I’ve owned watches for years and I’m still shit with a spring bar tool, so this is a genuinely cool innovation that I could see increasing my appreciation for the watch. Say what you want about the Apple Watch, but more brands could take a lesson from its quick strap-changing system.
To top it off, the Santos comes with both the bracelet and a leather strap, chosen by the purchaser at checkout, so rest assured you’ll get to use the tech inside the 2018 Santos.
2019: The Line Expands
As it turns out, Cartier was only getting started with the Santos in 2018. At SIHH 2019, it introduced a Santos Chronograph and a quartz Santos-Dumont, expanding the Santos line at both the high and low end.
The 2019 Santos Chronograph
The Santos Chronograph comes in “Extra Large”, measuring 43.3mm x 51.3mm, and sits 12mm thick. Again, there are a variety of metals to choose from: a stainless steel case with black steel bezel, a stainless steel case with 18k yellow gold bezel, or an all 18k rose gold. There are metal bracelets to match, as well as leather and rubber straps, all still featuring Cartier’s QuickSwitch system.
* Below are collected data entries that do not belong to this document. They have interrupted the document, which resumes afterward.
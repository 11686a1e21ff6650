//! Piecewise-linear curves defined by `(x, y)` control points.
//!
//! Curves are configured through compact setup strings such as `"0,1|5,0.5|10,0"`
//! so they can live inside lookup tables. Outside the control-point range a curve
//! either holds the end value or extrapolates along the end segment.

use std::fmt;
use std::str::FromStr;

use serde::{Deserialize, Serialize};

use crate::error::ModelError;

#[derive(Debug, Clone, Copy, PartialEq, Serialize, Deserialize)]
pub struct ControlPoint {
    pub x: f64,
    pub y: f64,
}

#[derive(Debug, Clone, PartialEq, Serialize, Deserialize)]
pub struct PiecewiseLinear {
    points: Vec<ControlPoint>,
    extrapolate: bool,
}

impl PiecewiseLinear {
    /// Build a curve from control points, sorting them by `x`.
    ///
    /// # Errors
    ///
    /// Returns an error when no points are supplied or any coordinate is not finite.
    pub fn new(mut points: Vec<ControlPoint>, extrapolate: bool) -> Result<Self, ModelError> {
        if points.is_empty() {
            return Err(ModelError::InvalidPiecewise {
                setup: String::new(),
                reason: "no control points".to_string(),
            });
        }
        if points.iter().any(|p| !p.x.is_finite() || !p.y.is_finite()) {
            return Err(ModelError::InvalidPiecewise {
                setup: format_points(&points),
                reason: "non-finite coordinate".to_string(),
            });
        }
        // Stable sort keeps the first of any duplicated x ahead of later ones.
        points.sort_by(|a, b| a.x.total_cmp(&b.x));
        Ok(Self {
            points,
            extrapolate,
        })
    }

    /// Parse a setup string of the form `"x1,y1|x2,y2|..."`.
    ///
    /// # Errors
    ///
    /// Returns an error for empty strings, pairs without exactly two values, or
    /// values that are not numbers.
    pub fn from_setup(setup: &str, extrapolate: bool) -> Result<Self, ModelError> {
        let invalid = |reason: &str| ModelError::InvalidPiecewise {
            setup: setup.to_string(),
            reason: reason.to_string(),
        };
        let mut points = Vec::new();
        for pair in setup.split('|') {
            let pair = pair.trim();
            if pair.is_empty() {
                return Err(invalid("empty control point"));
            }
            let mut coords = pair.split(',').map(str::trim);
            let (Some(x), Some(y), None) = (coords.next(), coords.next(), coords.next()) else {
                return Err(invalid("control points need exactly two values"));
            };
            let x = x.parse::<f64>().map_err(|_| invalid("x is not a number"))?;
            let y = y.parse::<f64>().map_err(|_| invalid("y is not a number"))?;
            points.push(ControlPoint { x, y });
        }
        Self::new(points, extrapolate).map_err(|err| match err {
            ModelError::InvalidPiecewise { reason, .. } => invalid(&reason),
            other => other,
        })
    }

    #[must_use]
    pub fn points(&self) -> &[ControlPoint] {
        &self.points
    }

    #[must_use]
    pub const fn extrapolates(&self) -> bool {
        self.extrapolate
    }

    /// Evaluate the curve at `x`.
    #[must_use]
    pub fn value(&self, x: f64) -> f64 {
        let points = &self.points;
        let (Some(first), Some(last)) = (points.first(), points.last()) else {
            return 0.0;
        };
        if points.len() == 1 {
            return first.y;
        }
        if x < first.x {
            return if self.extrapolate {
                along(points[0], points[1], x)
            } else {
                first.y
            };
        }
        if x > last.x {
            let n = points.len();
            return if self.extrapolate {
                along(points[n - 2], points[n - 1], x)
            } else {
                last.y
            };
        }
        if let Some(hit) = points.iter().find(|p| p.x == x) {
            return hit.y;
        }
        points
            .windows(2)
            .find(|w| x > w[0].x && x < w[1].x)
            .map_or(last.y, |w| along(w[0], w[1], x))
    }
}

impl FromStr for PiecewiseLinear {
    type Err = ModelError;

    /// Parses a clamping curve; use [`PiecewiseLinear::from_setup`] to extrapolate.
    fn from_str(s: &str) -> Result<Self, Self::Err> {
        Self::from_setup(s, false)
    }
}

impl fmt::Display for PiecewiseLinear {
    fn fmt(&self, f: &mut fmt::Formatter<'_>) -> fmt::Result {
        f.write_str(&format_points(&self.points))
    }
}

fn along(a: ControlPoint, b: ControlPoint, x: f64) -> f64 {
    let dx = b.x - a.x;
    if dx == 0.0 {
        return a.y;
    }
    a.y + (x - a.x) * (b.y - a.y) / dx
}

fn format_points(points: &[ControlPoint]) -> String {
    points
        .iter()
        .map(|p| format!("{},{}", p.x, p.y))
        .collect::<Vec<_>>()
        .join("|")
}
The Santos Chronograph also features an in-house 1904-CH MC automatic movement, but Cartier has made it so that the chronograph pusher sits on the left side of the case, opposite the crown. The reset button is integrated inside the crown, similar to that CPCP Monopusher we mentioned. It’s a pretty cool, if not functional, execution of a chronograph, and gives the case a symmetrical look (Nautilus vibes?). The Santos Chronograph — especially the steel and black steel versions — is a clear sports watch play, recalling the 1970s when Cartier began to position the Santos against more expensive offerings from AP and Patek.
The New Santos-Dumont
Along with the Santos Chronograph, Cartier launched the Santos-Dumont at SIHH 2019. It comes in two sizes, the small option measuring 27.5mm wide (38.5mm lug-to-lug), and the large version 31.4mm wide (43.5mm lug-to-lug).Cartier offers steel, two-tone, and rose gold models, and the watches only come on leather straps.
The dial design is similar to that of the first Santos (see photo of early 1900s vintage Santos above), with the long, thin Roman numerals. Additionally, the crown (that crown!) is a standout, a clear reference to the crown of early Santos models.
Now, the “bad”. It’s a quartz-powered movement, though Cartier says it offers six years of battery life. Cartier uses a similar strategy with the Tank, selling an entry-level quartz option to introduce enthusiasts to the line.
The new Santos-Dumont starts at $3,650 for the 27.5mm in steel, the 31.4mm costs $3,900. The price tops out with the rose gold 31.4mm model is priced at $11,800. The lowest priced mechanical Santos is priced at $6,250, so the Santos-Dumont offers an interesting value proposition for those who appreciate Cartier’s design aesthetic (or just want a Cartier watch), but don’t want to ball out too much.
The Future of the Santos
With Cartier re-introducing the Santos in 2018 and expanding on the line in 2019, it seems committed to maintaining the watch as a foundational piece of its watch efforts. Sure, it might not have the universal appeal of the Tank (Jackie and Andy wore one!), but the Santos is just a cut deeper, giving it an appeal that enthusiasts may admire.
While the last iteration, the Santos 100, saw mixed reviews from critics and enthusiasts, the new Santos has been more well received, suggesting there is a continued modern appetite — if limited — for the Santos. Where the Santos 100 featured modern design queues and slapped an ETA movement inside the case, the 2018 iteration of the Santos reclaimed the line’s roots, featuring the classic lines of a Santos and an in-house caliber, reiterating Cartier’s commitment to being a legitimate watch maison in the 21st Century.
It’s a true testament to Cartier’s timeless design language that a watch first introduced to the world in 1904 still looks good some one hundred years later. I’m an advocate of buying classic fashion, furniture, whatever, and the Cartier Santos is perhaps the most perfect expression of that philosophy.